Saturday, October 03, 2020

The Erickson Report for September 16 to 29, Page 2: But wait, there's more!

Moving on to another issue raised by the summer, one equally happy.

I must tell you this bluntly: Our democracy is at risk. It is at risk of becoming - at least at the national level - just a shell, a facade of demonstration elections with outcomes predetermined to benefit those who already need no benefits, a game we play, a story we tell ourselves.

Understand I do not say this lightly. But what we need to realize is that we do not have to become an overt right-wing police state in order to make our elections meaningless. It isn't necessary for the right-wing to control everything about our elections - it's only necessary for them to control enough. Enough electoral votes to keep the presidency in their control, enough precincts in enough states to keep the Senate in their control, enough state legislatures to control redistricting to keep - or at the moment, regain - enough House seats to control that as well.

The weapon being used is voter suppression because in each case, at each level, the key for them is not winning enough votes but controlling who can vote, striving to ensure that only those most likely to vote as they would desire be able to vote and those least likely to support them be prevented from doing so. Which means, ultimately, keeping minorities, students, and the poor away from the ballot box.

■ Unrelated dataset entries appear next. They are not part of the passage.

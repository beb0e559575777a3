//! HTTP error response mapping.

use axum::Json;
use axum::http::StatusCode;
use axum::response::{IntoResponse, Response};
use serde::Serialize;

use hbnb_domain::error::{HbnbError, ValidationError};

/// JSON error body returned by API endpoints.
#[derive(Serialize)]
struct ErrorBody {
    error: String,
}

/// Maps [`HbnbError`] to an HTTP response with appropriate status code.
///
/// Lookups that miss always answer with the same `Not found` message, the
/// requested identifier is only logged.
#[derive(Debug)]
pub struct ApiError(HbnbError);

impl From<HbnbError> for ApiError {
    fn from(err: HbnbError) -> Self {
        Self(err)
    }
}

impl From<ValidationError> for ApiError {
    fn from(err: ValidationError) -> Self {
        Self(err.into())
    }
}

impl IntoResponse for ApiError {
    fn into_response(self) -> Response {
        let (status, message) = match &self.0 {
            HbnbError::Validation(err) => (StatusCode::BAD_REQUEST, err.to_string()),
            HbnbError::NotFound(err) => {
                tracing::debug!(entity = err.entity, id = %err.id, "not found");
                (StatusCode::NOT_FOUND, "Not found".to_string())
            }
            HbnbError::Storage(err) => {
                tracing::error!(error = ?err, "storage error");
                (
                    StatusCode::INTERNAL_SERVER_ERROR,
                    "internal server error".to_string(),
                )
            }
        };

        (status, Json(ErrorBody { error: message })).into_response()
    }
}

/// Rejection for a request body over the configured size limit.
#[derive(Debug)]
pub struct PayloadTooLarge;

impl IntoResponse for PayloadTooLarge {
    fn into_response(self) -> Response {
        tracing::debug!("request body over size limit");
        let body = ErrorBody {
            error: "Payload too large".to_string(),
        };
        (StatusCode::PAYLOAD_TOO_LARGE, Json(body)).into_response()
    }
}
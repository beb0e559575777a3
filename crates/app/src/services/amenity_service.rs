//! Amenity service: use-cases for managing amenities.

use hbnb_domain::amenity::{Amenity, AmenityBuilder, AmenityPatch};
use hbnb_domain::error::{HbnbError, NotFoundError};
use hbnb_domain::id::AmenityId;

use crate::ports::AmenityRepository;

/// Application service for amenity CRUD operations.
pub struct AmenityService<R> {
    repo: R,
}

impl<R: AmenityRepository> AmenityService<R> {
    /// Create a new service backed by the given repository.
    pub fn new(repo: R) -> Self {
        Self { repo }
    }

    /// List all amenities.
    ///
    /// # Errors
    ///
    /// Returns a storage error propagated from the repository.
    pub async fn list_amenities(&self) -> Result<Vec<Amenity>, HbnbError> {
        self.repo.get_all().await
    }

    /// Look up an amenity by id, returning an error if not found.
    ///
    /// # Errors
    ///
    /// Returns [`HbnbError::NotFound`] when no amenity with `id` exists,
    /// or a storage error from the repository.
    pub async fn get_amenity(&self, id: AmenityId) -> Result<Amenity, HbnbError> {
        self.repo.get_by_id(id).await?.ok_or_else(|| {
            NotFoundError {
                entity: "Amenity",
                id: id.to_string(),
            }
            .into()
        })
    }

    /// Build and persist a new amenity.
    ///
    /// # Errors
    ///
    /// Returns [`HbnbError::Validation`] if `name` is missing, or a storage
    /// error propagated from the repository.
    #[tracing::instrument(skip(self, builder))]
    pub async fn create_amenity(&self, builder: AmenityBuilder) -> Result<Amenity, HbnbError> {
        let amenity = builder.build()?;
        self.repo.create(amenity).await
    }

    /// Apply a patch to a amenity already loaded by the caller and persist it.
    ///
    /// # Errors
    ///
    /// Returns a storage error propagated from the repository.
    #[tracing::instrument(skip(self, amenity, patch), fields(id = %amenity.id))]
    pub async fn update_amenity(
        &self,
        mut amenity: Amenity,
        patch: AmenityPatch,
    ) -> Result<Amenity, HbnbError> {
        amenity.apply(patch);
        self.repo.update(amenity).await
    }

    /// Delete an amenity by id.
    ///
    /// # Errors
    ///
    /// Returns [`HbnbError::NotFound`] when the amenity does not exist, or a
    /// storage error from the repository.
    #[tracing::instrument(skip(self))]
    pub async fn delete_amenity(&self, id: AmenityId) -> Result<(), HbnbError> {
        let amenity = self.get_amenity(id).await?;
        self.repo.delete(amenity.id).await
    }
}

This actually is not new. Not by any means. In her recent book One Person, No Vote, Professor Carol Anderson, Chair of African-American studies at Emory University, described how ever since the 15th Amendment, which banned preventing people from voting on account of race, racists, especially but not exclusively in the South, have been trying to find ways to exclude blacks from voting while being able to claim it has nothing to do with race. And every time one method was struck down, they came up with another one. Some of those methods persisted into the 1960s: Literacy tests were around until the Voting Rights Act in 1965; poll taxes persisted until the adoption of the 24th amendment in 1964 and a Supreme Court decision in 1966.

It's nothing new. Only the methods have changed. Now it's ID laws that just by chance of course, affect far more blacks than whites and far more of the poor than those wealthier, it's voter purges that just by chance of course, wind up kicking far more blacks than whites off the voter rolls, it's "provisional ballots" to make people who have been challenged that they have voted when they haven't.

And this year, something new has been added: With the prospect of a massive increase in mail ballots, we have "administrative reforms" in the US Postal Service which, and always just by coincidence of course, threaten to significantly slow down the delivery of mail-in ballots, which just by coincidence of course are more heavily used by Democratic voters than GOPper ones.

If you intend to vote by mail, do it as soon as possible, in fact do it now!

And this: I normally tell people in presidential elections that if you live in a safe state, one that will certainly go red or blue, then vote for a third party. But this year - and I feel really creepy saying this - I'm telling you to vote for Joe Biden. Because I want President Tweetie-pie to not only lose the electoral vote, I also want him to lose the popular vote by such a margin that even he could not rationally claim the result was rigged - because I truly fear that if he can make such a claim no matter how far-fetched, he will and I fear even more what could come of that.